Anos depois, quando os filhos já acabaram de crescer e a vida parece mais organizada, chegam novos testes à paciência. Maria e Jorge Leonardo, casal de açorianos emigrados na Califórnia que pertencem ao movimento há quase 30 anos, viram a vida virada do avesso há pouco tempo por causa da filha mais velha. As famílias mais tradicionais e conservadoras não estão imunes aos descarrilamentos e o genro do casal decidiu sair de casa para “se juntar” com uma colega de trabalho, deixando a mulher sozinha com duas crianças pequenas.
É por isso que Maria Leonardo defende que um dos principais problemas dos casais “dos tempos modernos” são as infidelidades e o facto de as mulheres “passarem muito tempo fora de casa”, a trabalhar: “Ele, por exemplo, passava horas a fio no trabalho, de dia e de noite, com a colega. E pronto… acabou assim.” O marido concorda e acrescenta: “Há muitos apelos exteriores ao casal, demasiada liberdade e muita sexualidade desregrada.”
Os espanhóis Amaya e José Marcén também tiveram um revés com um dos filhos, que engravidou a namorada pouco depois de a ter conhecido. Casaram, mas os pais confessam que, no início, ficaram desgostosos. “A experiência de partilha com a equipa acabou por nos ajudar bastante a ultrapassar o que aconteceu e a saber como lidar com o assunto. Hoje achamos que Deus tem muitas formas, por vezes misteriosas, de unir um casal”, dizem.

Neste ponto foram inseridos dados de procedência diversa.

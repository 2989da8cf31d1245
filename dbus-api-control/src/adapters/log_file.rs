use crate::ports::ControlError;
use std::path::{Path, PathBuf};

/// Tail of the managed service's `multilog` file.
#[derive(Debug, Clone)]
pub struct LogFile {
    path: PathBuf,
}

impl LogFile {
    pub fn new(path: PathBuf) -> Self {
        Self { path }
    }

    pub fn path(&self) -> &Path {
        &self.path
    }

    /// Last `lines` lines, oldest first. A missing file has no lines.
    pub async fn tail(&self, lines: usize) -> Result<Vec<String>, ControlError> {
        let data = match tokio::fs::read(&self.path).await {
            Ok(data) => data,
            Err(err) if err.kind() == std::io::ErrorKind::NotFound => return Ok(Vec::new()),
            Err(source) => {
                return Err(ControlError::Io {
                    context: format!("reading {}", self.path.display()),
                    source,
                })
            }
        };
        let text = String::from_utf8_lossy(&data);
        let mut tail: Vec<String> = text.lines().rev().take(lines).map(str::to_string).collect();
        tail.reverse();
        Ok(tail)
    }
}

#[cfg(test)]
mod tests {
    use super::*;
    use tempfile::tempdir;

    #[tokio::test]
    async fn returns_last_lines_in_order() {
        let temp = tempdir().unwrap();
        let path = temp.path().join("current");
        tokio::fs::write(&path, "one\ntwo\nthree\nfour\n").await.unwrap();
        let log = LogFile::new(path);
        assert_eq!(log.tail(2).await.unwrap(), vec!["three", "four"]);
        assert_eq!(log.tail(10).await.unwrap().len(), 4);
    }

    #[tokio::test]
    async fn missing_file_is_empty() {
        let temp = tempdir().unwrap();
        let log = LogFile::new(temp.path().join("current"));
        assert!(log.tail(50).await.unwrap().is_empty());
    }
}
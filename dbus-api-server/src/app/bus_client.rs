use crate::domain::{BusAddress, BusValue};
use crate::ports::bus::{BusPort, BusResult};
use std::collections::BTreeSet;
use std::sync::Arc;

/// Well-known name prefix shared by every Victron service.
pub const VENDOR_NAMESPACE: &str = "com.victronenergy.";
/// The settings daemon, the only service answering `GetItems` on its root.
pub const SETTINGS_SERVICE: &str = "com.victronenergy.settings";

/// The gateway's view of the system bus. No caching: every call is a fresh
/// round trip on the underlying connection.
#[derive(Clone)]
pub struct BusClient {
    port: Arc<dyn BusPort>,
}

impl BusClient {
    pub fn new(port: Arc<dyn BusPort>) -> Self {
        Self { port }
    }

    pub async fn get_value(&self, address: &BusAddress) -> BusResult<BusValue> {
        self.port.get_value(address).await
    }

    pub async fn get_text(&self, address: &BusAddress) -> BusResult<String> {
        self.port.get_text(address).await
    }

    /// Status code from the item; non-zero means the service refused the
    /// value.
    pub async fn set_value(&self, address: &BusAddress, value: BusValue) -> BusResult<i32> {
        self.port.set_value(address, value).await
    }

    /// Vendor services currently registered, sorted and de-duplicated.
    pub async fn list_services(&self) -> BusResult<Vec<String>> {
        self.list_services_with_prefix(VENDOR_NAMESPACE).await
    }

    pub async fn list_services_with_prefix(&self, prefix: &str) -> BusResult<Vec<String>> {
        let names = self.port.list_names().await?;
        let services: BTreeSet<String> = names
            .into_iter()
            .filter(|name| name.starts_with(prefix))
            .collect();
        Ok(services.into_iter().collect())
    }

    /// Every setting in one `GetItems` call on the settings root.
    pub async fn get_all_settings(&self) -> BusResult<Vec<(String, BusValue)>> {
        self.port
            .get_items(&BusAddress::new(SETTINGS_SERVICE, "/"))
            .await
    }
}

problemas e soluções O padre Nuno Rocha, que já leva nove anos a acompanhar os desabafos de maridos e mulheres, está convencido de que os principais obstáculos ao casamento são o individualismo e o egoísmo. “Evoluímos para uma sociedade individualista em que é exigido muito a todos, no emprego, na formação pessoal, em projetos de independência. As pessoas dividem–se e isolam-se”, vai contando. Habituados ao “seu canto”, os casais rejeitam “qualquer imposição do outro”. “E veem–se as diferenças do outro como uma grande parede. Para quê esforçar-me e lutar se posso ter o meu canto?”, acrescenta.

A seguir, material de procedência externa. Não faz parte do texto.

//! Conversion between bus-native values and JSON.

use super::bus::BusValue;
use serde_json::{Map, Number, Value};

#[derive(thiserror::Error, Debug, Clone, PartialEq)]
pub enum CodecError {
    #[error("floating point value {0} has no JSON representation")]
    NonFiniteFloat(f64),
    #[error("dictionary key of kind {0} cannot be used as a JSON object key")]
    UnsupportedKey(&'static str),
    #[error("cannot write {0} values to the bus")]
    UnsupportedWrite(&'static str),
}

/// Encodes a bus value as JSON, recursing through arrays and dictionaries.
pub fn encode(value: &BusValue) -> Result<Value, CodecError> {
    Ok(match value {
        BusValue::Bool(v) => Value::Bool(*v),
        BusValue::Byte(v) => Value::from(*v),
        BusValue::Int16(v) => Value::from(*v),
        BusValue::UInt16(v) => Value::from(*v),
        BusValue::Int32(v) => Value::from(*v),
        BusValue::UInt32(v) => Value::from(*v),
        BusValue::Int64(v) => Value::from(*v),
        BusValue::UInt64(v) => Value::from(*v),
        BusValue::Double(v) => Number::from_f64(*v)
            .map(Value::Number)
            .ok_or(CodecError::NonFiniteFloat(*v))?,
        BusValue::Str(v) => Value::String(v.clone()),
        BusValue::Array(items) => Value::Array(items.iter().map(encode).collect::<Result<_, _>>()?),
        BusValue::Dict(entries) => {
            let mut map = Map::with_capacity(entries.len());
            for (key, item) in entries {
                map.insert(encode_key(key)?, encode(item)?);
            }
            Value::Object(map)
        }
    })
}

fn encode_key(key: &BusValue) -> Result<String, CodecError> {
    Ok(match key {
        BusValue::Str(s) => s.clone(),
        BusValue::Array(_) => return Err(CodecError::UnsupportedKey("array")),
        BusValue::Dict(_) => return Err(CodecError::UnsupportedKey("dictionary")),
        scalar => encode(scalar)?.to_string(),
    })
}

/// Maps a client-supplied JSON scalar onto the argument handed to `SetValue`.
///
/// Integers go out as 32-bit when they fit, which is what the settings daemon
/// and most device services expect; range and type checks stay with the bus.
pub fn to_write_argument(value: &Value) -> Result<BusValue, CodecError> {
    match value {
        Value::Bool(v) => Ok(BusValue::Bool(*v)),
        Value::Number(n) => {
            if let Some(i) = n.as_i64() {
                Ok(i32::try_from(i)
                    .map(BusValue::Int32)
                    .unwrap_or(BusValue::Int64(i)))
            } else if let Some(u) = n.as_u64() {
                Ok(BusValue::UInt64(u))
            } else {
                let f = n.as_f64().ok_or(CodecError::UnsupportedWrite("number"))?;
                Ok(BusValue::Double(f))
            }
        }
        Value::String(s) => Ok(BusValue::Str(s.clone())),
        Value::Array(_) => Err(CodecError::UnsupportedWrite("array")),
        Value::Null => Err(CodecError::UnsupportedWrite("null")),
        Value::Object(_) => Err(CodecError::UnsupportedWrite("object")),
    }
}
//! # Recon Hunter
//!
//! A modular reconnaissance aggregator for emails, usernames and files.
//!
//! ## Features
//!
//! - **Modular**: every scanner implements one async trait
//! - **Isolated**: a module logs its own failures and returns `None`
//! - **Concurrent**: modules can be driven together on one task
//! - **Configurable**: `.env`, TOML file and environment variables
//!
//! ## Architecture
//!
//! - `ReconModule`: the scanner contract (`name`, `description`, `run`)
//! - `HttpFetch`: blocking HTTP transport, libcurl by default
//! - `ScanLogger`: leveled sink injected into each module
//!
//! ## Example
//!
//! ```rust,no_run
//! use recon_hunter::modules::FootprintTracker;
//! use recon_hunter::core::ReconModule;
//!
//! # async fn demo() {
//! let tracker = FootprintTracker::new();
//! // Logs UPI provider, profile hits and search dorks
//! let findings = tracker.run("alice@okaxis").await;
//! assert!(findings.is_none());
//! # }
//! ```

pub mod cli;
pub mod core;
pub mod modules;
pub mod utils;

// Re-export commonly used types
pub use crate::core::{Config, Findings, ModuleOutcome, ReconError, ReconModule, Result, ScanReport};

pub use crate::modules::{all_modules, get_module, run_all, ModuleContext};
pub use crate::utils::{HttpFetch, ScanLogger};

Na quarta-feira, o padre Tolentino Mendonça – prestes a ser promovido a arcebispo e que tem estado todas as manhãs, desde segunda-feira, na basílica do santuário a deixar mensagens para reflexão aos casais do encontro – recordou que “não existem famílias perfeitas ou famílias que não estejam feridas”. Também alertou para o perigo de não saber amar. “Amar o outro é abraçar o seu grito, é esperar pela sua ferida” , disse aos equipistas, alertando para o perigo de se viver depressa demais, “em piloto sonolento e automático”, sem tempo para a família. O padre Nuno Rocha concorda que é preciso parar e escutar e recomenda aos casais, católicos e não católicos, que exercitem o perdão. “Se não se perceber e aceitar que o outro é diferente e que pode levar tempo a escutar-me, a encontrar-me e que às vezes nem sempre me escuta da forma como eu gostaria, o mais fácil é desistir”, aconselha.

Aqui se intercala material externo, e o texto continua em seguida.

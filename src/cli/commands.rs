use clap::{Parser, Subcommand};

#[derive(Parser, Debug)]
#[command(name = "recon-hunter")]
#[command(version, about = "A modular reconnaissance aggregator for emails, usernames and files", long_about = None)]
pub struct Cli {
    #[command(subcommand)]
    pub command: Commands,

    /// Enable verbose logging
    #[arg(short, long, global = true)]
    pub verbose: bool,
}

#[derive(Subcommand, Debug)]
pub enum Commands {
    /// Run a single module against a target
    Run {
        /// Module to run (breach, footprint, metadata)
        module: String,

        /// Email, username or file path, depending on the module
        target: String,

        /// Save the findings as JSON under OUTPUT_DIR
        #[arg(short, long)]
        save: bool,
    },

    /// Run every module against a target at once
    All {
        /// Email, username or file path
        target: String,

        /// Save the findings as JSON under OUTPUT_DIR
        #[arg(short, long)]
        save: bool,
    },

    /// List available modules
    List,
}

#[cfg(test)]
mod tests {
    use super::*;

    #[test]
    fn test_parse_run() {
        let cli = Cli::parse_from(["recon-hunter", "-v", "run", "breach", "a@b.com", "--save"]);
        assert!(cli.verbose);
        match cli.command {
            Commands::Run {
                module,
                target,
                save,
            } => {
                assert_eq!(module, "breach");
                assert_eq!(target, "a@b.com");
                assert!(save);
            }
            other => panic!("unexpected command: {:?}", other),
        }
    }

    #[test]
    fn test_parse_all_and_list() {
        let cli = Cli::parse_from(["recon-hunter", "all", "alice"]);
        assert!(matches!(cli.command, Commands::All { ref target, save: false } if target == "alice"));

        let cli = Cli::parse_from(["recon-hunter", "list"]);
        assert!(matches!(cli.command, Commands::List));
    }

    #[test]
    fn test_cli_definition_is_valid() {
        use clap::CommandFactory;
        Cli::command().debug_assert();
    }
}
use chrono::{DateTime, Utc};
use serde::{Deserialize, Serialize};
use std::collections::HashMap;
use std::fs;
use std::path::{Path, PathBuf};
use std::time::Duration;

use super::error::Result;

/// Unstructured findings returned by a module
pub type Findings = HashMap<String, serde_json::Value>;

/// What one module produced for one target
#[derive(Debug, Clone, Serialize, Deserialize)]
pub struct ModuleOutcome {
    pub module: String,
    pub target: String,
    pub findings: Option<Findings>,
    #[serde(with = "duration_millis")]
    pub elapsed: Duration,
}

impl ModuleOutcome {
    pub fn has_findings(&self) -> bool {
        self.findings.as_ref().is_some_and(|f| !f.is_empty())
    }
}

/// Everything a single invocation produced, as written to the report file
#[derive(Debug, Clone, Serialize, Deserialize)]
pub struct ScanReport {
    pub timestamp: DateTime<Utc>,
    pub target: String,
    pub outcomes: Vec<ModuleOutcome>,
}

impl ScanReport {
    pub fn new(target: &str, outcomes: Vec<ModuleOutcome>) -> Self {
        Self {
            timestamp: Utc::now(),
            target: target.to_string(),
            outcomes,
        }
    }

    pub fn modules_with_findings(&self) -> usize {
        self.outcomes.iter().filter(|o| o.has_findings()).count()
    }

    /// Write the report as `<dir>/<label>_<timestamp>.json`, creating `dir`
    pub fn save(&self, dir: &Path, label: &str) -> Result<PathBuf> {
        fs::create_dir_all(dir)?;

        let timestamp = self.timestamp.format("%Y%m%d_%H%M%S");
        let path = dir.join(format!("{}_{}.json", label, timestamp));

        let json = serde_json::to_string_pretty(self)?;
        fs::write(&path, json)?;

        Ok(path)
    }
}

mod duration_millis {
    use serde::{Deserialize, Deserializer, Serializer};
    use std::time::Duration;

    pub fn serialize<S: Serializer>(d: &Duration, s: S) -> Result<S::Ok, S::Error> {
        s.serialize_u64(d.as_millis() as u64)
    }

    pub fn deserialize<'de, D: Deserializer<'de>>(d: D) -> Result<Duration, D::Error> {
        u64::deserialize(d).map(Duration::from_millis)
    }
}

No Brasil como em Portugal, recordam Hermelinda e Arturo, há cada vez mais casais que preferem viver juntos a casar. E a “falta de conhecimento mútuo” antes da partilha de espaço pode ser fatal, acreditam. “O namoro é um tempo de descoberta em que é preciso que realmente se converse e se perceba se há os mesmos objetivos de vida, os mesmos projetos.” Margarida Mendes também é pelo conhecimento mútuo e, por isso, recomenda aos namorados que sejam genuínos, de maneira a que se possam deixar “conhecer de verdade”. No fim de tudo, e para evitar que o casamento se transforme numa cruz, o padre Nuno Rocha aconselha a “humildade na aceitação”: conhecer o outro e “aceitá-lo exatamente como ele é”.